Sutton Hoo, the Anglo-Saxon cemetery with its famous boat-burial, is only a few miles from where I now paint so I go there not infrequently. As a member of the National Trust, which owns the site, I + a guest get in free, so it is a good place to take visitors: such practical matters and its archaeological interest apart, it is a lovely place to walk, above the R. Deben, the exhibition is excellent and the restaurant can be quite expensively delicious.

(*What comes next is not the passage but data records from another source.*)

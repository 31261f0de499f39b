//! In-memory engine for tests.
//!
//! [`FakeEngine`] behaves like a small engine by default: it assigns ids on
//! create, tracks activation, and answers webhook executions only for active
//! workflows. Replies can be scripted per route to simulate failures.

use crate::error::TransportError;
use crate::transport::{EngineRequest, EngineResponse, EngineTransport, Endpoint};
use async_trait::async_trait;
use mantra_workflow::WorkflowDocument;
use reqwest::Method;
use rootcause::prelude::Report;
use serde_json::{Value, json};
use std::collections::{BTreeMap, HashMap, VecDeque};
use std::sync::{Arc, Mutex, MutexGuard};

/// Engine operation a request maps to.
#[derive(Debug, Clone, Copy, PartialEq, Eq, Hash)]
pub enum FakeRoute {
    Health,
    Create,
    Get,
    Activate,
    Deactivate,
    Delete,
    Execute,
}

impl FakeRoute {
    /// Classifies a request. Unknown paths return `None` and get a 404.
    #[must_use]
    pub fn of(request: &EngineRequest) -> Option<(Self, Option<String>)> {
        match &request.endpoint {
            Endpoint::Root(path) if path == "/healthz" => Some((Self::Health, None)),
            Endpoint::Webhook(path) if path == "/execute" && request.method == Method::POST => {
                Some((Self::Execute, None))
            }
            Endpoint::Api(path) => {
                let segments: Vec<&str> = path.trim_matches('/').split('/').collect();
                match (request.method.as_str(), segments.as_slice()) {
                    ("POST", ["workflows"]) => Some((Self::Create, None)),
                    ("GET", ["workflows", id]) => Some((Self::Get, Some((*id).to_string()))),
                    ("DELETE", ["workflows", id]) => {
                        Some((Self::Delete, Some((*id).to_string())))
                    }
                    ("POST", ["workflows", id, "activate"]) => {
                        Some((Self::Activate, Some((*id).to_string())))
                    }
                    ("POST", ["workflows", id, "deactivate"]) => {
                        Some((Self::Deactivate, Some((*id).to_string())))
                    }
                    _ => None,
                }
            }
            _ => None,
        }
    }
}

/// A scripted answer.
#[derive(Debug, Clone)]
pub enum FakeReply {
    Reply(EngineResponse),
    /// Fails below HTTP, as if the engine were down.
    Unreachable,
}

impl FakeReply {
    #[must_use]
    pub fn status(status: u16, body: Value) -> Self {
        Self::Reply(EngineResponse::new(status, body))
    }
}

#[derive(Debug, Clone)]
struct StoredWorkflow {
    body: Value,
    active: bool,
}

#[derive(Debug, Default)]
struct FakeState {
    workflows: BTreeMap<String, StoredWorkflow>,
    next_id: u64,
    next_execution: u64,
    scripts: HashMap<FakeRoute, VecDeque<FakeReply>>,
    requests: Vec<EngineRequest>,
    unreachable: bool,
}

/// A shared in-memory engine. Clones observe the same state.
#[derive(Debug, Clone, Default)]
pub struct FakeEngine {
    state: Arc<Mutex<FakeState>>,
}

impl FakeEngine {
    #[must_use]
    pub fn new() -> Self {
        Self::default()
    }

    fn state(&self) -> MutexGuard<'_, FakeState> {
        self.state
            .lock()
            .unwrap_or_else(std::sync::PoisonError::into_inner)
    }

    /// Queues `reply` for the next `times` requests to `route`.
    pub fn script(&self, route: FakeRoute, reply: FakeReply, times: usize) {
        let mut state = self.state();
        let queue = state.scripts.entry(route).or_default();
        queue.extend(std::iter::repeat_n(reply, times));
    }

    /// Makes every request fail below HTTP until reset.
    pub fn set_unreachable(&self, unreachable: bool) {
        self.state().unreachable = unreachable;
    }

    /// Stores a workflow directly and returns its id.
    pub fn insert_workflow(&self, document: &WorkflowDocument, active: bool) -> String {
        let body = serde_json::to_value(document).unwrap_or(Value::Null);
        let mut state = self.state();
        let id = state.allocate_id();
        state
            .workflows
            .insert(id.clone(), StoredWorkflow { body, active });
        id
    }

    /// Every request received, in order.
    #[must_use]
    pub fn requests(&self) -> Vec<EngineRequest> {
        self.state().requests.clone()
    }

    /// Number of requests received for `route`.
    #[must_use]
    pub fn count(&self, route: FakeRoute) -> usize {
        self.state()
            .requests
            .iter()
            .filter(|r| FakeRoute::of(r).is_some_and(|(found, _)| found == route))
            .count()
    }

    #[must_use]
    pub fn exists(&self, id: &str) -> bool {
        self.state().workflows.contains_key(id)
    }

    #[must_use]
    pub fn is_active(&self, id: &str) -> bool {
        self.state().workflows.get(id).is_some_and(|w| w.active)
    }
}

fn not_found(message: &str) -> EngineResponse {
    EngineResponse::new(404, json!({ "message": message }))
}

impl FakeState {
    fn allocate_id(&mut self) -> String {
        self.next_id += 1;
        self.next_id.to_string()
    }

    fn simulate(&mut self, route: FakeRoute, id: Option<String>, body: Option<&Value>) -> EngineResponse {
        let id = id.unwrap_or_default();
        match route {
            FakeRoute::Health => EngineResponse::new(200, json!({"status": "ok", "version": "1.0.0-fake"})),
            FakeRoute::Create => {
                let new_id = self.allocate_id();
                let mut stored = body.cloned().unwrap_or_else(|| json!({}));
                if let Value::Object(map) = &mut stored {
                    map.insert("id".to_string(), json!(new_id));
                    map.insert("active".to_string(), json!(false));
                }
                self.workflows.insert(
                    new_id,
                    StoredWorkflow {
                        body: stored.clone(),
                        active: false,
                    },
                );
                EngineResponse::new(200, stored)
            }
            FakeRoute::Get => match self.workflows.get(&id) {
                Some(workflow) => {
                    let mut body = workflow.body.clone();
                    if let Value::Object(map) = &mut body {
                        map.insert("id".to_string(), json!(id));
                        map.insert("active".to_string(), json!(workflow.active));
                    }
                    EngineResponse::new(200, body)
                }
                None => not_found("Workflow not found"),
            },
            FakeRoute::Activate | FakeRoute::Deactivate => match self.workflows.get_mut(&id) {
                Some(workflow) => {
                    workflow.active = route == FakeRoute::Activate;
                    EngineResponse::new(200, json!({"id": id, "active": workflow.active}))
                }
                None => not_found("Workflow not found"),
            },
            FakeRoute::Delete => match self.workflows.remove(&id) {
                Some(_) => EngineResponse::new(200, json!({"id": id})),
                None => not_found("Workflow not found"),
            },
            FakeRoute::Execute => {
                let workflow_id = body
                    .and_then(|b| b.get("workflowId"))
                    .and_then(Value::as_str)
                    .unwrap_or_default();
                if !self.workflows.get(workflow_id).is_some_and(|w| w.active) {
                    return not_found("The requested webhook is not registered");
                }
                self.next_execution += 1;
                let data = body.and_then(|b| b.get("data")).cloned().unwrap_or(Value::Null);
                EngineResponse::new(
                    200,
                    json!({"executionId": format!("exec-{}", self.next_execution), "data": data}),
                )
            }
        }
    }
}

#[async_trait]
impl EngineTransport for FakeEngine {
    async fn send(&self, request: &EngineRequest) -> Result<EngineResponse, Report<TransportError>> {
        let mut state = self.state();
        state.requests.push(request.clone());

        let unreachable = || TransportError::Connect {
            reason: "connection refused".to_string(),
        };
        if state.unreachable {
            return Err(unreachable().into());
        }

        let Some((route, id)) = FakeRoute::of(request) else {
            return Ok(not_found("Not found"));
        };
        let scripted = state.scripts.get_mut(&route).and_then(VecDeque::pop_front);
        match scripted {
            Some(FakeReply::Reply(response)) => Ok(response),
            Some(FakeReply::Unreachable) => Err(unreachable().into()),
            None => Ok(state.simulate(route, id, request.body.as_ref())),
        }
    }
}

Obviously none of that is in this painting; yet much of it is, for in my characteristic grid-like template, all done free-hand, are not only burial mounds, silver flashes reflected off the water and grassy paths between brown trees but also, and more importantly for me in this case, a sense of the place rather than a depiction of it. It is about being in what is now a pleasant place, yet with reminders in the darker hues of grisly things that have happened here before. And ‘before’ here goes back a long time, long before the Anglo-Saxons to c2000 BC – read Martin Carver’s book and/or join one of the guided tours if you want the details; it also comes up to the mid-20th century with Mrs Pretty’s house – she was the former owner who encouraged the new diggings of the mounds in 1939 – now open and on display in a curiously lifeless style, at least for this visitor. Life at Sutton Hoo before the Second World War comes over as empty and stale in comparison with the excitement and exoticism conjured up in the exhibition hall: there’s another painting in that idea, I suspect, perhaps ‘Sutton Hoo 7’?